Stored items:
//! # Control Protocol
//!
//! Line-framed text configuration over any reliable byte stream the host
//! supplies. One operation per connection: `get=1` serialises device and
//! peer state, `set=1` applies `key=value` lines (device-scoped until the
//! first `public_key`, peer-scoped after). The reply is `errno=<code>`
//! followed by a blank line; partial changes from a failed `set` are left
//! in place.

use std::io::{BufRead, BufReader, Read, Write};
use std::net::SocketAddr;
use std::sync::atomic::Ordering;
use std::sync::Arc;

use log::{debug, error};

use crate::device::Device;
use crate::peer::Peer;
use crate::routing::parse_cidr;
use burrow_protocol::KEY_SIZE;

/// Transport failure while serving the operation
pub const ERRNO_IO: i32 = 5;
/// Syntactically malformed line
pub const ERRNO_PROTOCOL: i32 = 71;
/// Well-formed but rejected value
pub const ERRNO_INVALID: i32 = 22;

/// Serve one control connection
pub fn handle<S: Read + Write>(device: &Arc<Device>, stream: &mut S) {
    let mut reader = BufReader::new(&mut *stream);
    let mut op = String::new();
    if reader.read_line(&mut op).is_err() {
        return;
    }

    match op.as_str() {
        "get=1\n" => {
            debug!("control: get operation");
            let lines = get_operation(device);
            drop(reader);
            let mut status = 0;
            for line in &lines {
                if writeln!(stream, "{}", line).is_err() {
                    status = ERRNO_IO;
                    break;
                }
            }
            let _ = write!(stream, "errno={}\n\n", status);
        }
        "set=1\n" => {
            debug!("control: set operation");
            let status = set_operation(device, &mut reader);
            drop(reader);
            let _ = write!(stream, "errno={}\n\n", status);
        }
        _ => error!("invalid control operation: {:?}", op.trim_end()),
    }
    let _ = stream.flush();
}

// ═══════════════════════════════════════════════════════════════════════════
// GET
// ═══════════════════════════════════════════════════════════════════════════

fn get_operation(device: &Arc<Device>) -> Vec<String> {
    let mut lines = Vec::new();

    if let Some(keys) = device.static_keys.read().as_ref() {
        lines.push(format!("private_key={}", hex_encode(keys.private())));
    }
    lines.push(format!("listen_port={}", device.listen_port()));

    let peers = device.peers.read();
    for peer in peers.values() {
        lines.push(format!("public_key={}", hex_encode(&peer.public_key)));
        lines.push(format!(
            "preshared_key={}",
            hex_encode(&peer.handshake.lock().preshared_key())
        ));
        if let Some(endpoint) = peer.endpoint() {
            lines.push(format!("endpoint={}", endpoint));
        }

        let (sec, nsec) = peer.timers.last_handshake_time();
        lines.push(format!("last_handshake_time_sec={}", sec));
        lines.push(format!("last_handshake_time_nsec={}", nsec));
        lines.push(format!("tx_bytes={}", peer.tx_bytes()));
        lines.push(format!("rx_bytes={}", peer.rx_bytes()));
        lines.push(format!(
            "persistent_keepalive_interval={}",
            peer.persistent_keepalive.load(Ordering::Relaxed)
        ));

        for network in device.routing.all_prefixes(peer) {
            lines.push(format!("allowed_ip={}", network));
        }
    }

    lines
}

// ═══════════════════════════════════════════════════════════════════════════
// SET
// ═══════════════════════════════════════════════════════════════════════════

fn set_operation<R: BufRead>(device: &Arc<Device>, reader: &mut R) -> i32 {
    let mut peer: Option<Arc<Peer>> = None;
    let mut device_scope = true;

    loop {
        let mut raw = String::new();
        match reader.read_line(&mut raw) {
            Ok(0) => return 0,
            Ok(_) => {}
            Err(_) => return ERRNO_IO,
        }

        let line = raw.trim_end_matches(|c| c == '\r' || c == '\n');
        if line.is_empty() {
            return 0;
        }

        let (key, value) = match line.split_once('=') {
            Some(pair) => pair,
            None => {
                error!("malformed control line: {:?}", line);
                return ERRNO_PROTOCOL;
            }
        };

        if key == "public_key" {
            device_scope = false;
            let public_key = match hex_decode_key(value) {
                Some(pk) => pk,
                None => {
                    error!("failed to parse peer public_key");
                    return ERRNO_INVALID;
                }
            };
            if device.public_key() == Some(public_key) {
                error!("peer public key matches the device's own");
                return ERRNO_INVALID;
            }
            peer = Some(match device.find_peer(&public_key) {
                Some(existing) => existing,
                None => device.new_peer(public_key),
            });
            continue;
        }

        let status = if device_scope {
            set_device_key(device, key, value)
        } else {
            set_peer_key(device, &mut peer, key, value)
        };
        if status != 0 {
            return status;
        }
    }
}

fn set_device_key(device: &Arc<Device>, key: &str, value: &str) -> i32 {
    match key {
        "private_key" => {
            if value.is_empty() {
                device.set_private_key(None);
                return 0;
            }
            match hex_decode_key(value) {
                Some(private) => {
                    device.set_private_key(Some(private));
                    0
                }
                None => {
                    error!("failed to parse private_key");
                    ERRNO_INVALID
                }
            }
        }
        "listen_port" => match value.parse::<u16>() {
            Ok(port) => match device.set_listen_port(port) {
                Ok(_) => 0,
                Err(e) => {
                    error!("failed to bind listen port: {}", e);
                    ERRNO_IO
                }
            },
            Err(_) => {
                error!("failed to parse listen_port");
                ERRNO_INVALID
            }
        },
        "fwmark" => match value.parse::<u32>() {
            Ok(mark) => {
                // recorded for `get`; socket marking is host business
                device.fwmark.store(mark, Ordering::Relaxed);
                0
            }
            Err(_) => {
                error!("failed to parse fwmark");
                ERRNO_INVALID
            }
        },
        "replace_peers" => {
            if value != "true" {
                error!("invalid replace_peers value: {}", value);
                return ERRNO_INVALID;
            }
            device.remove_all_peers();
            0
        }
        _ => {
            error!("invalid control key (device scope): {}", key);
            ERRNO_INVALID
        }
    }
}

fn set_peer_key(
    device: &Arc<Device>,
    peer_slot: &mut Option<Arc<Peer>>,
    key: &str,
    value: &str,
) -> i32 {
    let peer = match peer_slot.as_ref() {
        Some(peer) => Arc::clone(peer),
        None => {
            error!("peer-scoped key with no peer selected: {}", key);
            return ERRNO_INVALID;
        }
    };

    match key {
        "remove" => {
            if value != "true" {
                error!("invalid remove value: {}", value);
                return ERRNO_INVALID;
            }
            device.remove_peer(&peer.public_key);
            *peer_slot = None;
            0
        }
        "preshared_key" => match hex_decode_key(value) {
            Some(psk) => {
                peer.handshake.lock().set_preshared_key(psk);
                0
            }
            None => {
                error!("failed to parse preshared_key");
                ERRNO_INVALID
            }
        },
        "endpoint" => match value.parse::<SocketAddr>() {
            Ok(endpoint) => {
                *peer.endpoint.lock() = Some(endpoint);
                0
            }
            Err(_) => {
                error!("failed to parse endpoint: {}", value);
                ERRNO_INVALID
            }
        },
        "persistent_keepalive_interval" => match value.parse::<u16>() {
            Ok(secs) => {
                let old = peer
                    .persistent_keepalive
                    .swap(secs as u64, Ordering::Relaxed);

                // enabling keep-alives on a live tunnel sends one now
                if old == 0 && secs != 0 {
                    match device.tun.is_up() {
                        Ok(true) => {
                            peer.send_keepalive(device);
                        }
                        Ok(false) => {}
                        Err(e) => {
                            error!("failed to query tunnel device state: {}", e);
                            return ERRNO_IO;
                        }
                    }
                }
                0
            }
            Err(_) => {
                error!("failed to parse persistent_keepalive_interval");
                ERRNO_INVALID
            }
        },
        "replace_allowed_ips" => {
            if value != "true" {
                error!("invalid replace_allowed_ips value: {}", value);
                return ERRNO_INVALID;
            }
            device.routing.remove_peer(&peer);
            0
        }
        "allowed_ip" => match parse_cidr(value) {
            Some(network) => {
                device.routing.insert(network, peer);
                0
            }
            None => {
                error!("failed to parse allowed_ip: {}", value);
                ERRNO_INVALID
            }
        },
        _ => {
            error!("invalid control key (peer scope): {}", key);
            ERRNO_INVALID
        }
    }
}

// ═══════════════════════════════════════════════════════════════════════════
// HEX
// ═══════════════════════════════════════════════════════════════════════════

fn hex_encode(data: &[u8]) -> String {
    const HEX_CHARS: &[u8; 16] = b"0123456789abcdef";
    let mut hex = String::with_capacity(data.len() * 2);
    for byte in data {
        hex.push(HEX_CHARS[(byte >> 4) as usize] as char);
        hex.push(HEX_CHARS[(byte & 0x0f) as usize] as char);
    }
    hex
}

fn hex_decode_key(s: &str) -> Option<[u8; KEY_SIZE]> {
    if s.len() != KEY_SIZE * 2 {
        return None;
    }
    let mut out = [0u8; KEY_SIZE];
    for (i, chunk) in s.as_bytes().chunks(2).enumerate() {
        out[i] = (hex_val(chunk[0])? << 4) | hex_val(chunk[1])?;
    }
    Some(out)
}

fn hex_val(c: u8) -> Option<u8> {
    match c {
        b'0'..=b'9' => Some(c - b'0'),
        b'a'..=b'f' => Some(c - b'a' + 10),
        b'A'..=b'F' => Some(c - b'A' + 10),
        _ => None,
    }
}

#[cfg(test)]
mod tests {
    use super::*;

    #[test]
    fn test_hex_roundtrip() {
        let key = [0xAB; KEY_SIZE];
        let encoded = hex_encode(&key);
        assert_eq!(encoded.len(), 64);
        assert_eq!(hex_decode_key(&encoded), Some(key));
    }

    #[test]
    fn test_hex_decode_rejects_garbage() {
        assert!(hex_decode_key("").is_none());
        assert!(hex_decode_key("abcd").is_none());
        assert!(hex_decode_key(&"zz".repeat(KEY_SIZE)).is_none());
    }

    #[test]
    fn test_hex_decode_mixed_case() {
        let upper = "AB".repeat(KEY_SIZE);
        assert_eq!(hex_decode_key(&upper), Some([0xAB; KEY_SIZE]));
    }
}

■ Exercise
Scan the entries above and copy each line where "connection" occurs.

■ Response to the exercise
//! supplies. One operation per connection: `get=1` serialises device and
/// Serve one control connection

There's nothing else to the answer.